Mountain People, Ocean People: Fantasia futurista de Hideyuki Kikuchi onde a espécie humana, após quase se extinguir graças a catástrofes naturais, subdivide-se em comunidades que habitam os mais altos cumes montanhosos e outras que vivem nos oceanos. Somos levados a uma comunidade de alpinistas capazes de voar que, por entre os perigos dos animais predadores capazes de voar e o conservadorismo dos seus líderes são desafiados a descobrir o que está para lá das montanhas.

Goddess of Mercy: Bruce Sterling entra em modo pós-apocalíptico com o ordálio de um jornalista e uma diplomata nas ruínas da ilha de Tsushima, transformada em abrigo de piratas após o colapso do governo japonês causado pela detonação de uma bomba-atómica norte-coreana em Tokyo.
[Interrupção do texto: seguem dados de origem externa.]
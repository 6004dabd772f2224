//! # Truth Replication
//!
//! A durable store of short factual statements ("truths") that pushes its
//! contents to other nodes running the same service.
//!
//! ## Architecture
//!
//! ```text
//! ┌───────────────────────────────────────────────────────────────────────────┐
//! │                          truth-replication                                │
//! │                                                                           │
//! │  ┌──────────┐    ┌────────────────────┐    ┌──────────────────────────┐   │
//! │  │ HTTP API │───►│ ReplicationService │───►│ SyncEngine (per pass)    │   │
//! │  │ (axum)   │    │ node locks, slots  │    │ handshake, fetch, push   │   │
//! │  └──────────┘    └────────────────────┘    └──────────────────────────┘   │
//! │                     │             │                     │                 │
//! │                     ▼             ▼                     ▼                 │
//! │              ┌────────────┐ ┌──────────────┐   ┌─────────────────┐        │
//! │              │ TruthStore │ │ NodeRegistry │   │ RemotePeer      │───► remote
//! │              │ (SQLite)   │ │ (SQLite)     │   │ (reqwest)       │   node
//! │              └────────────┘ └──────────────┘   └─────────────────┘        │
//! └───────────────────────────────────────────────────────────────────────────┘
//! ```
//!
//! ## Push Replication
//!
//! A sync pass reads the remote's full listing and pushes every local truth
//! whose content the remote lacks. Truths flow in only when a remote node
//! pushes to this one.
//!
//! ## Usage
//!
//! ```rust,no_run
//! use truth_replication::{ReplicationConfig, ReplicationService};
//!
//! #[tokio::main]
//! async fn main() -> truth_replication::Result<()> {
//!     let service = ReplicationService::open(ReplicationConfig::default()).await?;
//!
//!     service.add_truth("Wisdom is knowledge applied", None, &[]).await?;
//!     let node = service.add_node("backup", "http://10.0.0.2:5000", Some("token")).await?;
//!     let result = service.sync_node(node.id).await?;
//!     println!("pushed {}", result.synced_count);
//!
//!     service.close().await;
//!     Ok(())
//! }
//! ```

pub mod api;
pub mod config;
pub mod db;
pub mod error;
pub mod metrics;
pub mod model;
pub mod node_registry;
pub mod peer;
pub mod resilience;
pub mod service;
pub mod sync_engine;
pub mod topics;
pub mod truth_store;

// Re-exports for convenience
pub use config::{AuthConfig, ReplicationConfig, ServerConfig, StoreConfig, SyncConfig};
pub use error::{ReplicationError, Result};
pub use model::{ApiKey, Node, NodeId, NodeStatus, SyncResult, Truth, TruthId, TruthPayload};
pub use peer::{HttpConnector, PeerConnector, PeerError, RemotePeer};
pub use service::{HealthCheck, ReceiveSummary, ReplicationService, SearchKind};
pub use sync_engine::{SyncEngine, SyncOutcome};
pub use truth_store::TruthStore;
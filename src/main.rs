// Copyright (c) 2025-2026 Adrian Robinson. Licensed under the AGPL-3.0.
// See LICENSE file in the project root for full license text.

//! `truth-replication` server binary.

use anyhow::{Context, Result};
use clap::Parser;
use std::path::PathBuf;
use std::sync::Arc;
use tokio::net::TcpListener;
use tracing::{info, warn};
use truth_replication::{api, ReplicationConfig, ReplicationService, StoreConfig};

#[derive(Parser, Debug)]
#[command(name = "truth-replication")]
#[command(about = "Truth store with push replication to peer nodes", long_about = None)]
struct Args {
    /// YAML or JSON config file
    #[arg(short, long)]
    config: Option<PathBuf>,

    /// Override `server.bind_addr`
    #[arg(long)]
    bind: Option<String>,

    /// Override `store.sqlite_path`
    #[arg(long)]
    database: Option<PathBuf>,

    /// Override `local_node_id`
    #[arg(long)]
    node_id: Option<String>,
}

fn load_config(args: &Args) -> Result<ReplicationConfig> {
    let mut config = match &args.config {
        Some(path) => ReplicationConfig::from_file(path)
            .with_context(|| format!("Failed to load config from {}", path.display()))?,
        None => ReplicationConfig::default(),
    };

    if let Some(bind) = &args.bind {
        config.server.bind_addr = bind.clone();
    }
    if let Some(database) = &args.database {
        config.store = StoreConfig {
            wal_mode: config.store.wal_mode,
            ..StoreConfig::at(database)
        };
    }
    if let Some(node_id) = &args.node_id {
        config.local_node_id = node_id.clone();
    }

    config.validate().context("Invalid configuration")?;
    Ok(config)
}

async fn shutdown_signal() {
    if let Err(e) = tokio::signal::ctrl_c().await {
        warn!(error = %e, "Cannot listen for shutdown signal");
        std::future::pending::<()>().await;
    }
    info!("Shutdown signal received");
}

#[tokio::main]
async fn main() -> Result<()> {
    tracing_subscriber::fmt()
        .with_env_filter(
            tracing_subscriber::EnvFilter::try_from_default_env()
                .unwrap_or_else(|_| tracing_subscriber::EnvFilter::new("info")),
        )
        .init();

    let args = Args::parse();
    let config = load_config(&args)?;
    let addr = config.server.socket_addr()?;

    info!(
        version = env!("CARGO_PKG_VERSION"),
        node_id = %config.local_node_id,
        "Starting truth-replication"
    );

    let service = Arc::new(
        ReplicationService::open(config)
            .await
            .context("Failed to open replication service")?,
    );

    let listener = TcpListener::bind(addr)
        .await
        .with_context(|| format!("Failed to bind {}", addr))?;

    api::serve(service.clone(), listener, shutdown_signal())
        .await
        .context("HTTP server failed")?;

    service.close().await;
    info!("Stopped");
    Ok(())
}
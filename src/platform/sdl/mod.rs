//=========================================================================
// SDL2 Backend
//=========================================================================
//
// Window and display components over the SDL2 video subsystem.
//
// Layout:
// ```text
//  video      SdlVideo: the native call surface (one method per SDL call)
//  dummy      DummyVideo: in-process driver (headless hosts, tests)
//  native     Sdl2Video: libSDL2 driver (`sdl2` feature)
//  window     SdlWindowComponent  ─┐
//  display    SdlDisplayComponent ─┴─ share one Rc<RefCell<D: SdlVideo>>
//  translate  SdlEvent → PlatformEvent
//  hit_test   native hit-test hook → user callback
// ```
//
// Nothing above `SdlVideo` touches native types. `Sdl2Video` is the only
// file that links libSDL2.
//
//=========================================================================

//=== Module Declarations =================================================

mod display;
pub mod dummy;
#[cfg(feature = "sdl2")]
mod native;
mod translate;
pub mod video;
mod window;

//=== Public API ==========================================================

pub use display::SdlDisplayComponent;
pub use dummy::{DummyDisplay, DummyEventSender, DummyVideo};
#[cfg(feature = "sdl2")]
pub use native::Sdl2Video;
pub use video::{SdlEvent, SdlHooks, SdlVideo};
pub use window::SdlWindowComponent;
Este é um conto vibrante que mexe com ícones da modernidade socio-política: estados falhados, zonas geográficas afastadas da legalidade convencional, perigos geopolíticos e os inadaptados que caem por entre os interstícios sociais e se congregam em zonas de risco.

Autogenic Dreaming: Interview With The Columns Of Clouds: A antologia termina em modo puramente cyberpunk com uma experiência com o seu quê de alucinatório de Tobi Hirokata. Todo o conto se passa em múltiplas camadas virtuais e as entrevistas são uma forma de através de inteligência artificial criar um anti-vírus textual capaz de combater um vírus que interfere nas ficções digitais acessíveis no espaço virtual. Mas quando a personalidade digitalmente reconstruída em que se baseiam as entrevistas é a de um escritor assassino em série que levou as vítimas à morte através das suas palavras as fronteiras virtuais entre quem cria e quem é criado esbatem-se.